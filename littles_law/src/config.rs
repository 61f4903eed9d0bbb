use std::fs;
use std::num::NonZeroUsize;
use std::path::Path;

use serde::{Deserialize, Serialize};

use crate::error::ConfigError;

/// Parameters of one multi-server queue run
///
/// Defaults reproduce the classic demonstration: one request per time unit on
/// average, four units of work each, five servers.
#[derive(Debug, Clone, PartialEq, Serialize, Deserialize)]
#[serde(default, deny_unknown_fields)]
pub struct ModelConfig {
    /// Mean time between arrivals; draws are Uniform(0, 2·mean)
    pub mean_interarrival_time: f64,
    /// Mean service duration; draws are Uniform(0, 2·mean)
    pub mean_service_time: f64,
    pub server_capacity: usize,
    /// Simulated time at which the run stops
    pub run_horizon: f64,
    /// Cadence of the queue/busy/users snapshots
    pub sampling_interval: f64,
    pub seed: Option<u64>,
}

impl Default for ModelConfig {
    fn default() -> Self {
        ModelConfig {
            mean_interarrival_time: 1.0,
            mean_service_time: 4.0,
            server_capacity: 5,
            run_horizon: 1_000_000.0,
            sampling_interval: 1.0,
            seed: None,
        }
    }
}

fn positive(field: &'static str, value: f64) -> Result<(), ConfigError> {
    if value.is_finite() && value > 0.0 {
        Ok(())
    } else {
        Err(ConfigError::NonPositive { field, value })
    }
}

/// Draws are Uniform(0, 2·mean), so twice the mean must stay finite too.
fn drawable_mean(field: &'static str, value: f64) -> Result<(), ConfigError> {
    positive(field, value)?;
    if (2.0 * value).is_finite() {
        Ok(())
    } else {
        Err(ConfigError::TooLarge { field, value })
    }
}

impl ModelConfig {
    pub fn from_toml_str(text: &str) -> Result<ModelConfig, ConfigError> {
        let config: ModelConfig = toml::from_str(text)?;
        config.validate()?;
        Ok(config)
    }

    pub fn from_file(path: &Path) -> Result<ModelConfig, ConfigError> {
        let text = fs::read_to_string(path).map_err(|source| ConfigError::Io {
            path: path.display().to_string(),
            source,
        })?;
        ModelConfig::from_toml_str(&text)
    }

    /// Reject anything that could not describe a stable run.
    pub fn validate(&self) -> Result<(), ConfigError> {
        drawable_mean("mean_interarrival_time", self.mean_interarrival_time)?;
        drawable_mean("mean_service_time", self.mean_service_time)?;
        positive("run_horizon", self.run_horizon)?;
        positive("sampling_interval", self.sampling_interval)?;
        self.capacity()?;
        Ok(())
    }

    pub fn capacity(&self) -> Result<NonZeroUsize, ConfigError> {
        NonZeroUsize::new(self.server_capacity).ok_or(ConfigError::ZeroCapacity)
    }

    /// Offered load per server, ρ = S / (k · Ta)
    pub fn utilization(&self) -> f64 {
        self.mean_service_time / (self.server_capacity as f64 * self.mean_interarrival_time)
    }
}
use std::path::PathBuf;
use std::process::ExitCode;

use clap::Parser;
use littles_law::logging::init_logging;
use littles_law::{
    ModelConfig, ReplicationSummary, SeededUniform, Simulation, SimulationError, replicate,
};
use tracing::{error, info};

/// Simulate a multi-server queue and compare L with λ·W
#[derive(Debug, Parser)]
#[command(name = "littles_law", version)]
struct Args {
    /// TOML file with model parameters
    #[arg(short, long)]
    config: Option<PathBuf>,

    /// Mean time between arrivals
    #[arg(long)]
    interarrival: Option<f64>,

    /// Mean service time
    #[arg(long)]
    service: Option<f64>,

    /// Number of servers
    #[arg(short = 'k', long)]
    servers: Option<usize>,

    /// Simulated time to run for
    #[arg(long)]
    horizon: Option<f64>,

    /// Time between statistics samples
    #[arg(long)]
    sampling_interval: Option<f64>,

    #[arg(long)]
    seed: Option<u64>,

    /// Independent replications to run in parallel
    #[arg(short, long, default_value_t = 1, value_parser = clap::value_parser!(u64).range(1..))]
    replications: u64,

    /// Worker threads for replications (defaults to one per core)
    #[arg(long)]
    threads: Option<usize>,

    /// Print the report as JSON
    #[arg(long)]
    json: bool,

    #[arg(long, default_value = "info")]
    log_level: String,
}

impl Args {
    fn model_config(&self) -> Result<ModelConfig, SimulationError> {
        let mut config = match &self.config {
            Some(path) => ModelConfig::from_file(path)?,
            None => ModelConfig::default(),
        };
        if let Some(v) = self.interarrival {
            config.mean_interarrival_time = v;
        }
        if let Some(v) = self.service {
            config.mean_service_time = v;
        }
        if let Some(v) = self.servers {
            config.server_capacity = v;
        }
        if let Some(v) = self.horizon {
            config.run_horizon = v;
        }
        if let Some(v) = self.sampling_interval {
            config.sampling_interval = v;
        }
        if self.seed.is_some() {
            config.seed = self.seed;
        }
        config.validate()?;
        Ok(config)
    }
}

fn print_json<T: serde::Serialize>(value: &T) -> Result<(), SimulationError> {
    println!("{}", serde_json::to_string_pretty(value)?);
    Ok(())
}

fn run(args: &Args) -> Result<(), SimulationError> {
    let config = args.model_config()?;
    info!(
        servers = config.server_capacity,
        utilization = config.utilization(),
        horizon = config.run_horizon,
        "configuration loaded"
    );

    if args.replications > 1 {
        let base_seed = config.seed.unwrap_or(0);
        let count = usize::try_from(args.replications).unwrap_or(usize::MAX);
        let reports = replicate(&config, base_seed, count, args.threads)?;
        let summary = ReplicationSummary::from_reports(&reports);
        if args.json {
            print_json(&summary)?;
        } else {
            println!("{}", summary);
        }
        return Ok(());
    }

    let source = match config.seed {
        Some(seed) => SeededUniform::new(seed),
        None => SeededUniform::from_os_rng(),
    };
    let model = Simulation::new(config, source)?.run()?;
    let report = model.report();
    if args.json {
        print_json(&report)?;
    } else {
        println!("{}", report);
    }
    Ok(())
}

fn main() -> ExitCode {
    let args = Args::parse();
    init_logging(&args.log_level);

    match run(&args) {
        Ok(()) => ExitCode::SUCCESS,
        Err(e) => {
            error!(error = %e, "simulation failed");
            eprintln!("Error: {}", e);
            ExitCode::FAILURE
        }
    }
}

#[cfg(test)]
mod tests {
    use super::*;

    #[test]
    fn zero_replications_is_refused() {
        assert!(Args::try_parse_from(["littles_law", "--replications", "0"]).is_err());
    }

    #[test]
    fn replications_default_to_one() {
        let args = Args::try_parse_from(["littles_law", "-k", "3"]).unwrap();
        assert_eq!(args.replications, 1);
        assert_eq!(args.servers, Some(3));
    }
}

***

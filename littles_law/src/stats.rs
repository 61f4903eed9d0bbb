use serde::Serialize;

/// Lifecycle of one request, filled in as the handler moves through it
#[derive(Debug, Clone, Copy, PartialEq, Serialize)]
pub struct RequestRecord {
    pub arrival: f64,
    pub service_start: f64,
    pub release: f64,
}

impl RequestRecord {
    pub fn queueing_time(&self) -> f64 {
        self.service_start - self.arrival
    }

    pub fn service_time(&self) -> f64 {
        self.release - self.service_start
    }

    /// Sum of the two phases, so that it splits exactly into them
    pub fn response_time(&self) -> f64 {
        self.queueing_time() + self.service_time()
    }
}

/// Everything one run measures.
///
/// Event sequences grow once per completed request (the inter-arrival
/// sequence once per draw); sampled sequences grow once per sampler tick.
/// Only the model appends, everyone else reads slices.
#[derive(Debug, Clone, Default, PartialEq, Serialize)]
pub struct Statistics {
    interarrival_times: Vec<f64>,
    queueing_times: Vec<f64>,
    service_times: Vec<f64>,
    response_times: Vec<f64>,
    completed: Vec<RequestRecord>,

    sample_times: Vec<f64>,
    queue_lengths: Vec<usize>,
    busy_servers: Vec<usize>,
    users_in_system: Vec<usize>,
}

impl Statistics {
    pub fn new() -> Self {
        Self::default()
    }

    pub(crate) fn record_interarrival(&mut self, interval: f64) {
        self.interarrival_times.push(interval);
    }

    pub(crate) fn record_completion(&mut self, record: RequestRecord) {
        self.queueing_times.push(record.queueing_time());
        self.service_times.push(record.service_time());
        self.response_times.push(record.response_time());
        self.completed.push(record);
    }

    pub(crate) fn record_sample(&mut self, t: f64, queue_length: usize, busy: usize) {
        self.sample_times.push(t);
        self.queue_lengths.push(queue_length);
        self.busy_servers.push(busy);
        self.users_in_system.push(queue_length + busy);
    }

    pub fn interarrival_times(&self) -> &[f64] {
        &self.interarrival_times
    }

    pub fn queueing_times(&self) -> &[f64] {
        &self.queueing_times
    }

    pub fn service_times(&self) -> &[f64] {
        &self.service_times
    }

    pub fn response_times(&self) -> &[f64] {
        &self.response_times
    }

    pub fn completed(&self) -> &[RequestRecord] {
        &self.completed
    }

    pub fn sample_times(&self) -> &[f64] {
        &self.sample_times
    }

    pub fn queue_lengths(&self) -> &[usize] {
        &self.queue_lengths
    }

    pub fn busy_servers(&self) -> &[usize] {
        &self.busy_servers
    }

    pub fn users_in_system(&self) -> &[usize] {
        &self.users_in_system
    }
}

***

## What the exercise asks:
Looking at the data above, count every line holding the word "PartialEq" and state only the count.

## Task output:
3